(TASK STATEMENT):
Copy out each line of the data that holds the string "Parser".

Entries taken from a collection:
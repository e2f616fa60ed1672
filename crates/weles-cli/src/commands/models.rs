//! `weles model ...`

use anyhow::{Context, Result};
use clap::Subcommand;
use colored::*;
use std::path::PathBuf;
use weles_sdk::{
    AuditRequest, CredentialSource, Input, ModelUpload, PredictOptions, PredictionType,
    RegistryClient, SearchQuery, TagMatch, UploadOutcome,
};

use super::utils::{format_value, print_fields, print_table, split_list};

#[derive(Subcommand)]
pub enum ModelCommand {
    /// Upload a serialized model with its training data and requirements
    Upload {
        /// Serialized model file
        #[arg(value_name = "MODEL_FILE")]
        model: PathBuf,

        /// Name shown in the registry (letters, digits and '_')
        #[arg(short, long)]
        name: String,

        /// Target column of the training dataset
        #[arg(short, long)]
        target: String,

        /// Training dataset: a dataset hash or a CSV path containing '/'
        #[arg(long, value_name = "HASH|PATH")]
        train: String,

        /// Name of a newly uploaded training dataset
        #[arg(long, default_value = "")]
        train_name: String,

        /// Optional test dataset: a dataset hash or a CSV path containing '/'
        #[arg(long, value_name = "HASH|PATH")]
        test: Option<String>,

        /// Requirements file
        #[arg(short, long, value_name = "FILE")]
        requirements: PathBuf,

        /// Model description text, or a path to a file holding it
        #[arg(short, long, default_value = "")]
        description: String,

        /// Training dataset description text, or a path to a file holding it
        #[arg(long, default_value = "")]
        dataset_description: String,

        /// Comma-separated tags
        #[arg(long, default_value = "")]
        tags: String,
    },
    /// Run a hosted model
    Predict {
        #[arg(value_name = "MODEL")]
        model_name: String,

        /// Dataset hash, or a CSV path containing '/'
        #[arg(value_name = "HASH|PATH")]
        data: String,

        /// exact or prob
        #[arg(long = "type", value_name = "TYPE")]
        prediction_type: Option<PredictionType>,
    },
    /// Print model metadata
    Info {
        #[arg(value_name = "MODEL")]
        model_name: String,
    },
    /// Print the requirements recorded for a model
    Requirements {
        #[arg(value_name = "MODEL")]
        model_name: String,
    },
    /// Search the registry
    Search {
        #[arg(long)]
        language: Option<String>,

        /// Version range, e.g. ">3.5;<3.7;"
        #[arg(long, allow_hyphen_values = true)]
        language_version: Option<String>,

        /// Row count range of the training dataset, e.g. ">100;<200;"
        #[arg(long, allow_hyphen_values = true)]
        row: Option<String>,

        /// Column count range of the training dataset
        #[arg(long, allow_hyphen_values = true)]
        column: Option<String>,

        /// Missing value count range of the training dataset
        #[arg(long, allow_hyphen_values = true)]
        missing: Option<String>,

        /// Class count range of the training dataset
        #[arg(long, allow_hyphen_values = true)]
        classes: Option<String>,

        #[arg(long)]
        owner: Option<String>,

        /// Comma-separated tags
        #[arg(long)]
        tags: Option<String>,

        /// any or all
        #[arg(long)]
        tags_mode: Option<TagMatch>,

        /// Regular expression over model names
        #[arg(long)]
        regex: Option<String>,
    },
    /// Audit a model on a dataset
    Audit {
        #[arg(value_name = "MODEL")]
        model_name: String,

        /// Measure name, e.g. acc or mse
        #[arg(short, long)]
        measure: String,

        /// Target column
        #[arg(short, long)]
        target: String,

        /// Dataset hash, or a CSV path containing '/'
        #[arg(value_name = "HASH|PATH")]
        data: String,

        #[arg(long)]
        data_name: Option<String>,

        #[arg(long)]
        data_desc: Option<String>,
    },
}

pub fn run(
    client: &RegistryClient,
    credentials: &dyn CredentialSource,
    command: ModelCommand,
) -> Result<()> {
    match command {
        ModelCommand::Upload {
            model,
            name,
            target,
            train,
            train_name,
            test,
            requirements,
            description,
            dataset_description,
            tags,
        } => {
            let creds = credentials.credentials()?;
            let mut upload = ModelUpload::new(
                Input::<()>::path(&model),
                name.as_str(),
                target,
                Input::infer(&train),
                Input::path(&requirements),
                creds,
            )
            .with_description(description)
            .with_train_dataset_name(train_name)
            .with_dataset_description(dataset_description)
            .with_tags(split_list(&tags));
            if let Some(test) = test {
                upload = upload.with_test_dataset(Input::infer(&test));
            }

            let outcome = client
                .upload_model(upload)
                .with_context(|| format!("Failed to upload model '{}'", name))?;
            match outcome {
                UploadOutcome::Submitted(message) => println!("{} {}", "✓".green(), message),
                UploadOutcome::NameRejected(message) => println!("{} {}", "✗".red(), message),
            }
            Ok(())
        }
        ModelCommand::Predict {
            model_name,
            data,
            prediction_type,
        } => {
            let mut options = PredictOptions::default();
            if let Some(prediction_type) = prediction_type {
                options = options.prediction_type(prediction_type);
            }
            let result = client
                .predict(&model_name, Input::infer(&data), options)
                .with_context(|| format!("Failed to predict with '{}'", model_name))?;
            print_table("Predictions", &result);
            Ok(())
        }
        ModelCommand::Info { model_name } => {
            let info = client
                .model_info(&model_name)
                .context(format!("Failed to get model '{}'", model_name))?;

            println!("📋 Model: {}", model_name.cyan().bold());
            println!("{}", "=".repeat(60));
            print_fields(&info.model);
            if !info.data.is_empty() {
                println!();
                println!("{}", "Training data".cyan().bold());
                print_fields(&info.data);
            }
            println!();
            print_table("Columns", &info.columns);
            println!();
            print_table("Audits", &info.audits);
            Ok(())
        }
        ModelCommand::Requirements { model_name } => {
            let requirements = client
                .model_requirements(&model_name)
                .context(format!("Failed to get requirements of '{}'", model_name))?;
            match requirements.as_object() {
                Some(map) => {
                    for (package, version) in map {
                        println!("  {} {}", package.bright_green(), format_value(version));
                    }
                }
                None => println!("{}", serde_json::to_string_pretty(&requirements)?),
            }
            Ok(())
        }
        ModelCommand::Search {
            language,
            language_version,
            row,
            column,
            missing,
            classes,
            owner,
            tags,
            tags_mode,
            regex,
        } => {
            let mut query = SearchQuery::new();
            query.language = language;
            query.owner = owner;
            query.regex = regex;
            query.tags = tags.as_deref().map(split_list).unwrap_or_default();
            query.tags_mode = tags_mode;
            if let Some(raw) = language_version {
                query.language_version = raw.parse().context("Invalid --language-version")?;
            }
            if let Some(raw) = row {
                query.row = raw.parse().context("Invalid --row")?;
            }
            if let Some(raw) = column {
                query.column = raw.parse().context("Invalid --column")?;
            }
            if let Some(raw) = missing {
                query.missing = raw.parse().context("Invalid --missing")?;
            }
            if let Some(raw) = classes {
                query.classes = raw.parse().context("Invalid --classes")?;
            }

            let models = client
                .search_models(&query)
                .context("Failed to search models")?;
            for model in &models {
                println!("  {} {}", "•".bright_cyan(), model.cyan().bold());
            }
            println!("Found: {} models", models.len());
            Ok(())
        }
        ModelCommand::Audit {
            model_name,
            measure,
            target,
            data,
            data_name,
            data_desc,
        } => {
            let creds = credentials.credentials()?;
            let mut audit =
                AuditRequest::new(model_name.as_str(), measure.as_str(), target, Input::infer(&data), creds);
            audit.data_name = data_name;
            audit.data_desc = data_desc;

            let result = client
                .audit_model(audit)
                .with_context(|| format!("Failed to audit '{}' with '{}'", model_name, measure))?;
            print_table(&format!("{} on {}", measure, model_name), &result);
            Ok(())
        }
    }
}
//! Temporary artifacts written for in-memory inputs.
//!
//! When a dataset or model is handed over as an in-memory object it is first
//! serialized into a file in the working directory, streamed to the server,
//! and then removed. A [`TemporaryArtifact`] owns that file: dropping it
//! deletes the file, so every exit path of a command (success, server error,
//! transport error, early `?`) cleans up.
//!
//! File names look like `.tmp_train_data_1718030000123456_9f1c…e2.csv`. The
//! timestamp plus a random UUID keeps concurrent commands in separate files,
//! and files are opened with `create_new` so a collision fails loudly instead
//! of overwriting someone else's upload.

use log::{debug, warn};
use std::fs::OpenOptions;
use std::io::{ErrorKind, Write};
use std::path::{Path, PathBuf};
use std::time::{SystemTime, UNIX_EPOCH};

use crate::error::WelesResult;
use crate::payload::Role;

/// Creates temporary artifacts inside one working directory.
#[derive(Debug, Clone)]
pub struct ArtifactManager {
    work_dir: PathBuf,
}

impl ArtifactManager {
    pub fn new(work_dir: impl Into<PathBuf>) -> Self {
        Self {
            work_dir: work_dir.into(),
        }
    }

    pub fn work_dir(&self) -> &Path {
        &self.work_dir
    }

    /// Write `content` to a freshly named file for `role`.
    pub fn create(&self, content: &[u8], role: Role) -> WelesResult<TemporaryArtifact> {
        let path = self.work_dir.join(format!(
            "{}{}.{}",
            role.artifact_prefix(),
            unique_token(),
            role.artifact_extension()
        ));

        let mut file = OpenOptions::new()
            .write(true)
            .create_new(true)
            .open(&path)?;
        let artifact = TemporaryArtifact {
            path,
            released: false,
        };
        // From here on the artifact is responsible for the file, including
        // when the write below fails.
        file.write_all(content)?;
        file.sync_all()?;

        debug!(
            "Created temporary artifact {} ({} bytes)",
            artifact.path.display(),
            content.len()
        );
        Ok(artifact)
    }

    /// Delete an artifact now instead of waiting for it to drop.
    pub fn release(&self, artifact: TemporaryArtifact) -> WelesResult<()> {
        artifact.release()
    }
}

impl Default for ArtifactManager {
    fn default() -> Self {
        Self::new(".")
    }
}

/// A temporary file removed when this value goes out of scope.
#[derive(Debug)]
pub struct TemporaryArtifact {
    path: PathBuf,
    released: bool,
}

impl TemporaryArtifact {
    pub fn path(&self) -> &Path {
        &self.path
    }

    /// Delete the file. Deleting a file that is already gone is not an error.
    pub fn release(mut self) -> WelesResult<()> {
        self.remove()
    }

    fn remove(&mut self) -> WelesResult<()> {
        if self.released {
            return Ok(());
        }
        self.released = true;
        match std::fs::remove_file(&self.path) {
            Ok(()) => {
                debug!("Released temporary artifact {}", self.path.display());
                Ok(())
            }
            Err(e) if e.kind() == ErrorKind::NotFound => Ok(()),
            Err(e) => Err(e.into()),
        }
    }
}

impl Drop for TemporaryArtifact {
    fn drop(&mut self) {
        if let Err(e) = self.remove() {
            warn!(
                "Failed to remove temporary artifact {}: {}",
                self.path.display(),
                e
            );
        }
    }
}

fn unique_token() -> String {
    let micros = SystemTime::now()
        .duration_since(UNIX_EPOCH)
        .map(|d| d.as_micros())
        .unwrap_or(0);
    format!("{}_{}", micros, uuid::Uuid::new_v4().simple())
}
//! Error types shared by the payload resolver, request builder and transport.
//!
//! # Error Hierarchy
//!
//! ```text
//! WelesError
//! ├── Validation(String)     -- bad argument shape, raised before any I/O
//! ├── NotFound(PathBuf)      -- referenced local file is missing
//! ├── Serialization(String)  -- model or table could not be encoded
//! ├── Transport(String)      -- network failure, surfaced unchanged
//! ├── Server { status, body } -- non-success response on a decoded endpoint
//! ├── Parse(String)          -- response body not in the expected shape
//! └── Io(std::io::Error)     -- local filesystem failure
//! ```
//!
//! Nothing in this workspace retries: every variant is returned to the caller
//! as soon as it happens.

use std::path::PathBuf;
use thiserror::Error;

/// The canonical error type for weles client operations.
#[derive(Debug, Error)]
pub enum WelesError {
    /// An argument had the wrong shape or value.
    #[error("Invalid argument: {0}")]
    Validation(String),

    /// A path given as input does not exist.
    #[error("File not found: {}", .0.display())]
    NotFound(PathBuf),

    /// An in-memory object could not be serialized.
    #[error("Serialization error: {0}")]
    Serialization(String),

    /// The HTTP call itself failed (DNS, connection, I/O on the socket).
    #[error("Network error: {0}")]
    Transport(String),

    /// The server answered with a non-success status.
    #[error("Server returned status {status}: {body}")]
    Server { status: u16, body: String },

    /// The server answered, but the body could not be decoded.
    #[error("Failed to parse response: {0}")]
    Parse(String),

    /// Local I/O error.
    #[error("I/O error: {0}")]
    Io(#[from] std::io::Error),
}

/// Result alias used throughout the workspace.
pub type WelesResult<T> = Result<T, WelesError>;

impl WelesError {
    /// Shorthand for a validation failure.
    pub fn invalid(msg: impl Into<String>) -> Self {
        WelesError::Validation(msg.into())
    }

    /// True for errors raised before anything touched the network.
    pub fn is_local(&self) -> bool {
        matches!(
            self,
            WelesError::Validation(_)
                | WelesError::NotFound(_)
                | WelesError::Serialization(_)
                | WelesError::Io(_)
        )
    }
}

impl From<bincode::Error> for WelesError {
    fn from(err: bincode::Error) -> Self {
        WelesError::Serialization(err.to_string())
    }
}

impl From<csv::Error> for WelesError {
    fn from(err: csv::Error) -> Self {
        WelesError::Serialization(format!("delimited text: {}", err))
    }
}
//! `weles user ...`

use anyhow::{Context, Result};
use clap::Subcommand;
use colored::*;
use weles_sdk::{CredentialSource, RegistryClient};

#[derive(Subcommand)]
pub enum UserCommand {
    /// Register a new user with the given credentials
    Create {
        #[arg(short, long)]
        mail: String,
    },
}

pub fn run(
    client: &RegistryClient,
    credentials: &dyn CredentialSource,
    command: UserCommand,
) -> Result<()> {
    match command {
        UserCommand::Create { mail } => {
            let creds = credentials.credentials()?;
            let message = client
                .create_user(&creds, &mail)
                .context("Failed to create user")?;
            println!("{} {}", "✓".green(), message);
            Ok(())
        }
    }
}
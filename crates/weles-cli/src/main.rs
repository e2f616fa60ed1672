//! Weles CLI - command-line front-end for the weles model governance base.
//!
//! ## Commands
//!
//! | Command | Description |
//! |---------|-------------|
//! | `dataset upload` | Upload a CSV file as a dataset |
//! | `dataset get` / `head` / `info` | Inspect an uploaded dataset |
//! | `model upload` | Upload a model with its training data and requirements |
//! | `model predict` | Run a hosted model on a dataset |
//! | `model info` / `requirements` | Inspect a hosted model |
//! | `model search` | Search the registry |
//! | `model audit` | Audit a model on new data |
//! | `user create` | Register a new user |

mod commands;

use anyhow::{Context, Result};
use clap::{Parser, Subcommand};
use colored::*;
use std::path::PathBuf;
use tracing_subscriber::EnvFilter;
use weles_sdk::{ClientConfig, RegistryClient};

use commands::credentials::PromptCredentials;

/// Weles CLI - share, run and audit models through a weles server
#[derive(Parser)]
#[command(name = "weles", version)]
#[command(about = "Weles CLI - share, run and audit models through a weles server", long_about = None)]
struct Cli {
    /// Server base URL
    #[arg(long, global = true, env = "WELES_URL")]
    url: Option<String>,

    /// Directory for temporary upload files
    #[arg(long, global = true, env = "WELES_WORK_DIR")]
    work_dir: Option<PathBuf>,

    /// Request timeout in milliseconds
    #[arg(long, global = true, env = "WELES_TIMEOUT_MS")]
    timeout_ms: Option<u64>,

    /// User name (prompted for when missing)
    #[arg(long, global = true, env = "WELES_USER")]
    user: Option<String>,

    /// Password (prompted for when missing)
    #[arg(long, global = true, env = "WELES_PASSWORD", hide_env_values = true)]
    password: Option<String>,

    #[command(subcommand)]
    command: Commands,
}

#[derive(Subcommand)]
enum Commands {
    /// Upload and inspect datasets
    Dataset {
        #[command(subcommand)]
        command: commands::datasets::DatasetCommand,
    },
    /// Upload, run, search and audit models
    Model {
        #[command(subcommand)]
        command: commands::models::ModelCommand,
    },
    /// Manage user accounts
    User {
        #[command(subcommand)]
        command: commands::users::UserCommand,
    },
}

fn main() -> Result<()> {
    dotenvy::dotenv().ok();
    if let Err(e) = init_logging() {
        eprintln!("{} Logging disabled: {}", "⚠".yellow(), e);
    }

    let cli = Cli::parse();
    run_command(cli)
}

/// Install the stderr log subscriber, filtered by `RUST_LOG` (default `warn`).
fn init_logging() -> std::result::Result<(), Box<dyn std::error::Error + Send + Sync>> {
    tracing_subscriber::fmt()
        .with_env_filter(EnvFilter::try_from_default_env().unwrap_or_else(|_| EnvFilter::new("warn")))
        .with_writer(std::io::stderr)
        .try_init()
}

fn run_command(cli: Cli) -> Result<()> {
    let mut config = ClientConfig::from_env().context("Invalid environment configuration")?;
    if let Some(url) = cli.url {
        config = config.with_base_url(url);
    }
    if let Some(dir) = cli.work_dir {
        config = config.with_work_dir(dir);
    }
    if let Some(ms) = cli.timeout_ms {
        config = config.with_timeout_ms(ms);
    }
    log::debug!("Using server {}", config.base_url);

    let client = RegistryClient::new(config).context("Failed to create weles client")?;
    let credentials = PromptCredentials::new(cli.user, cli.password);

    match cli.command {
        Commands::Dataset { command } => commands::datasets::run(&client, &credentials, command),
        Commands::Model { command } => commands::models::run(&client, &credentials, command),
        Commands::User { command } => commands::users::run(&client, &credentials, command),
    }
}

(EXPECTED ANSWER):
use clap::{Parser, Subcommand};
#[derive(Parser)]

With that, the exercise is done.